Anyway, keep the faith. That’s my $.02 FWIW.
Playing Music has helped me catch myself when I was feeling down about having a bad day, not feeling well, etc. On some of those days, I wind up playing something musical better than I ever have before or at least much better than I would have expected. This helps me check that I’m not being unreasonable with myself and keeping my “bad day” in perspective.
Many times, our “bad days” are in our heads and the sensations we have when playing–which are important.
When I’m having a bad day, bad sound and sensations, I try to spend time on the fundamentals–all the way back to the beginning…a breath attack and holding the note out a bit, looking for minor tweaks I can make that will make the sound better. I find G on the staff is best to start on, then I gradually spider out up and down from there (i.e. G, G#, F#, A, F, Bb, E, etc. up to middle C).
Then I do a little Stamp, focusing on making sure I can play a higher pitch than the one I’m starting on (C on the staff to D above it) pretty much by just pushing the first valve down. I look for efficiency.
Other things that help get my chops back into focus are spending a little time (5 minutes) on the leadpipe, focusing on releasing air through the leadpipe and engaging the “corners” a bit.
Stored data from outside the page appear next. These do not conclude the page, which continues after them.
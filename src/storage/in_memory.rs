//! In-memory implementation of CompanyRepository for testing and development

use crate::core::error::{EntityError, Result, RoutineError, ValidationError};
use crate::core::field::compare_text;
use crate::core::mapping::MappingTable;
use crate::core::paging::{PageRequest, PagedList};
use crate::core::query::Query;
use crate::core::sort::apply_sort;
use crate::models::parameters::non_blank;
use crate::models::{Company, CompanyParameters, Employee, EmployeeParameters, Gender};
use crate::storage::repository::CompanyRepository;
use crate::storage::seed;
use async_trait::async_trait;
use indexmap::IndexMap;
use std::sync::{Arc, RwLock, RwLockReadGuard, RwLockWriteGuard};
use uuid::Uuid;

#[derive(Default)]
struct Tables {
    companies: IndexMap<Uuid, Company>,
    employees: IndexMap<Uuid, Employee>,
}

/// In-memory company repository
///
/// Useful for testing and development. Uses RwLock for thread-safe access;
/// maps keep insertion order, which is the order of an unsorted list.
#[derive(Clone, Default)]
pub struct InMemoryCompanyRepository {
    tables: Arc<RwLock<Tables>>,
}

impl InMemoryCompanyRepository {
    /// Create an empty repository
    pub fn new() -> Self {
        Self::default()
    }

    /// Create a repository holding the given rows as-is
    pub fn with_data(companies: Vec<Company>, employees: Vec<Employee>) -> Self {
        let tables = Tables {
            companies: companies.into_iter().map(|c| (c.id, c)).collect(),
            employees: employees.into_iter().map(|e| (e.id, e)).collect(),
        };
        Self {
            tables: Arc::new(RwLock::new(tables)),
        }
    }

    /// A repository preloaded with the sample data set
    pub fn seeded() -> Self {
        Self::with_data(seed::companies(), seed::employees())
    }

    fn read(&self) -> Result<RwLockReadGuard<'_, Tables>> {
        self.tables
            .read()
            .map_err(|e| RoutineError::Internal(format!("Failed to acquire read lock: {}", e)))
    }

    fn write(&self) -> Result<RwLockWriteGuard<'_, Tables>> {
        self.tables
            .write()
            .map_err(|e| RoutineError::Internal(format!("Failed to acquire write lock: {}", e)))
    }
}

fn contains(haystack: Option<&str>, needle: &str) -> bool {
    haystack.is_some_and(|h| h.contains(needle))
}

#[async_trait]
impl CompanyRepository for InMemoryCompanyRepository {
    async fn get_companies(
        &self,
        parameters: &CompanyParameters,
        page: PageRequest,
        mapping: &MappingTable<Company>,
    ) -> Result<PagedList<Company>> {
        let snapshot: Vec<Company> = self.read()?.companies.values().cloned().collect();
        let mut query = Query::new(snapshot);

        if let Some(name) = non_blank(parameters.company_name.as_deref()) {
            let name = name.to_string();
            query = query.filter(move |c: &Company| c.name == name);
        }
        if let Some(term) = non_blank(parameters.search_term.as_deref()) {
            let term = term.to_string();
            query = query.filter(move |c: &Company| {
                c.name.contains(&term) || contains(c.introduction.as_deref(), &term)
            });
        }

        let query = apply_sort(query, Some(parameters.order_by()), mapping)?;
        PagedList::from_request(&query, page).await
    }

    async fn get_company(&self, company_id: Uuid) -> Result<Option<Company>> {
        Ok(self.read()?.companies.get(&company_id).cloned())
    }

    async fn get_companies_by_ids(&self, company_ids: &[Uuid]) -> Result<Vec<Company>> {
        let tables = self.read()?;
        let mut companies: Vec<Company> = tables
            .companies
            .values()
            .filter(|c| company_ids.contains(&c.id))
            .cloned()
            .collect();
        companies.sort_by(|a, b| compare_text(&a.name, &b.name));
        Ok(companies)
    }

    async fn add_company(
        &self,
        company: Company,
        employees: Vec<Employee>,
    ) -> Result<(Company, Vec<Employee>)> {
        self.add_companies(vec![(company, employees)])
            .await?
            .pop()
            .ok_or_else(|| RoutineError::Internal("company was not stored".to_string()))
    }

    async fn add_companies(
        &self,
        companies: Vec<(Company, Vec<Employee>)>,
    ) -> Result<Vec<(Company, Vec<Employee>)>> {
        let stored: Vec<(Company, Vec<Employee>)> = companies
            .into_iter()
            .map(|(mut company, employees)| {
                company.id = Uuid::new_v4();
                let employees = employees
                    .into_iter()
                    .map(|mut employee| {
                        employee.id = Uuid::new_v4();
                        employee.company_id = company.id;
                        employee
                    })
                    .collect();
                (company, employees)
            })
            .collect();

        let mut tables = self.write()?;
        for (company, employees) in &stored {
            tables.companies.insert(company.id, company.clone());
            for employee in employees {
                tables.employees.insert(employee.id, employee.clone());
            }
            tracing::debug!(company_id = %company.id, employees = employees.len(), "company added");
        }
        Ok(stored)
    }

    async fn delete_company(&self, company_id: Uuid) -> Result<bool> {
        let mut tables = self.write()?;
        if tables.companies.shift_remove(&company_id).is_none() {
            return Ok(false);
        }

        let before = tables.employees.len();
        tables.employees.retain(|_, e| e.company_id != company_id);
        tracing::debug!(
            company_id = %company_id,
            employees_removed = before - tables.employees.len(),
            "company deleted"
        );
        Ok(true)
    }

    async fn company_exists(&self, company_id: Uuid) -> Result<bool> {
        Ok(self.read()?.companies.contains_key(&company_id))
    }

    async fn get_employees(
        &self,
        company_id: Uuid,
        parameters: &EmployeeParameters,
        page: PageRequest,
        mapping: &MappingTable<Employee>,
    ) -> Result<PagedList<Employee>> {
        let gender = match non_blank(parameters.gender_display.as_deref()) {
            Some(value) => Some(value.parse::<Gender>().map_err(|_| {
                ValidationError::InvalidFilter {
                    parameter: "genderDisplay".to_string(),
                    value: value.to_string(),
                }
            })?),
            None => None,
        };

        let snapshot: Vec<Employee> = self
            .read()?
            .employees
            .values()
            .filter(|e| e.company_id == company_id)
            .cloned()
            .collect();
        let mut query = Query::new(snapshot);

        if let Some(gender) = gender {
            query = query.filter(move |e: &Employee| e.gender == gender);
        }
        if let Some(q) = non_blank(parameters.q.as_deref()) {
            let q = q.to_string();
            query = query.filter(move |e: &Employee| {
                e.employee_no.contains(&q) || e.first_name.contains(&q) || e.last_name.contains(&q)
            });
        }

        let query = apply_sort(query, Some(parameters.order_by()), mapping)?;
        PagedList::from_request(&query, page).await
    }

    async fn get_employee(&self, company_id: Uuid, employee_id: Uuid) -> Result<Option<Employee>> {
        Ok(self
            .read()?
            .employees
            .get(&employee_id)
            .filter(|e| e.company_id == company_id)
            .cloned())
    }

    async fn add_employee(&self, company_id: Uuid, mut employee: Employee) -> Result<Employee> {
        let mut tables = self.write()?;
        if !tables.companies.contains_key(&company_id) {
            return Err(EntityError::NotFound {
                entity_type: "Company",
                id: company_id,
            }
            .into());
        }

        if employee.id.is_nil() {
            employee.id = Uuid::new_v4();
        } else if tables.employees.contains_key(&employee.id) {
            return Err(EntityError::Conflict {
                entity_type: "Employee",
                id: employee.id,
            }
            .into());
        }
        employee.company_id = company_id;
        tables.employees.insert(employee.id, employee.clone());

        tracing::debug!(company_id = %company_id, employee_id = %employee.id, "employee added");
        Ok(employee)
    }

    async fn update_employee(&self, employee: Employee) -> Result<Employee> {
        let mut tables = self.write()?;
        let slot = tables
            .employees
            .get_mut(&employee.id)
            .filter(|existing| existing.company_id == employee.company_id)
            .ok_or(EntityError::NotFound {
                entity_type: "Employee",
                id: employee.id,
            })?;
        *slot = employee.clone();

        tracing::debug!(employee_id = %employee.id, "employee updated");
        Ok(employee)
    }

    async fn delete_employee(&self, company_id: Uuid, employee_id: Uuid) -> Result<bool> {
        let mut tables = self.write()?;
        let belongs = tables
            .employees
            .get(&employee_id)
            .is_some_and(|e| e.company_id == company_id);
        if belongs {
            tables.employees.shift_remove(&employee_id);
            tracing::debug!(employee_id = %employee_id, "employee deleted");
        }
        Ok(belongs)
    }
}
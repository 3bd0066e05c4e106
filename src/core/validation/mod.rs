//! Validation of client input
//!
//! - [`properties`]: `fields` selections against a shape
//! - [`rules`]: field and cross-field rules for write shapes
//! - [`extractor`]: the `Validated<T>` body extractor

pub mod extractor;
pub mod properties;
pub mod rules;

pub use extractor::{Validated, parse_validated};
pub use properties::{check_fields, type_has_properties};
pub use rules::{CrossFieldRules, validate_all, validate_record};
One great thing that consistently helps me is to spend some time on note-bending exercises, focusing primarily on bending down.
Playing pedals also helps relax things a bit.
Then I usually try to patiently play some scales softly, focusing on the interaction of the air and “Shape” and my tone and the feeling.
I also often play Clarke Technical “Second Study” focusing on keeping the air consistent/steady and making minimal movement to produce the pitches slurred, I find this is sort of a “flow” exercise that helps me keep my chops “centered”. I often catch myself, even on good days, playing it (not the whole study, just one or a few key signatures) to kind of keep my chops together, especially if I’m playing some music that spends a bit of time above the staff and I’m worried things are getting blown out a bit.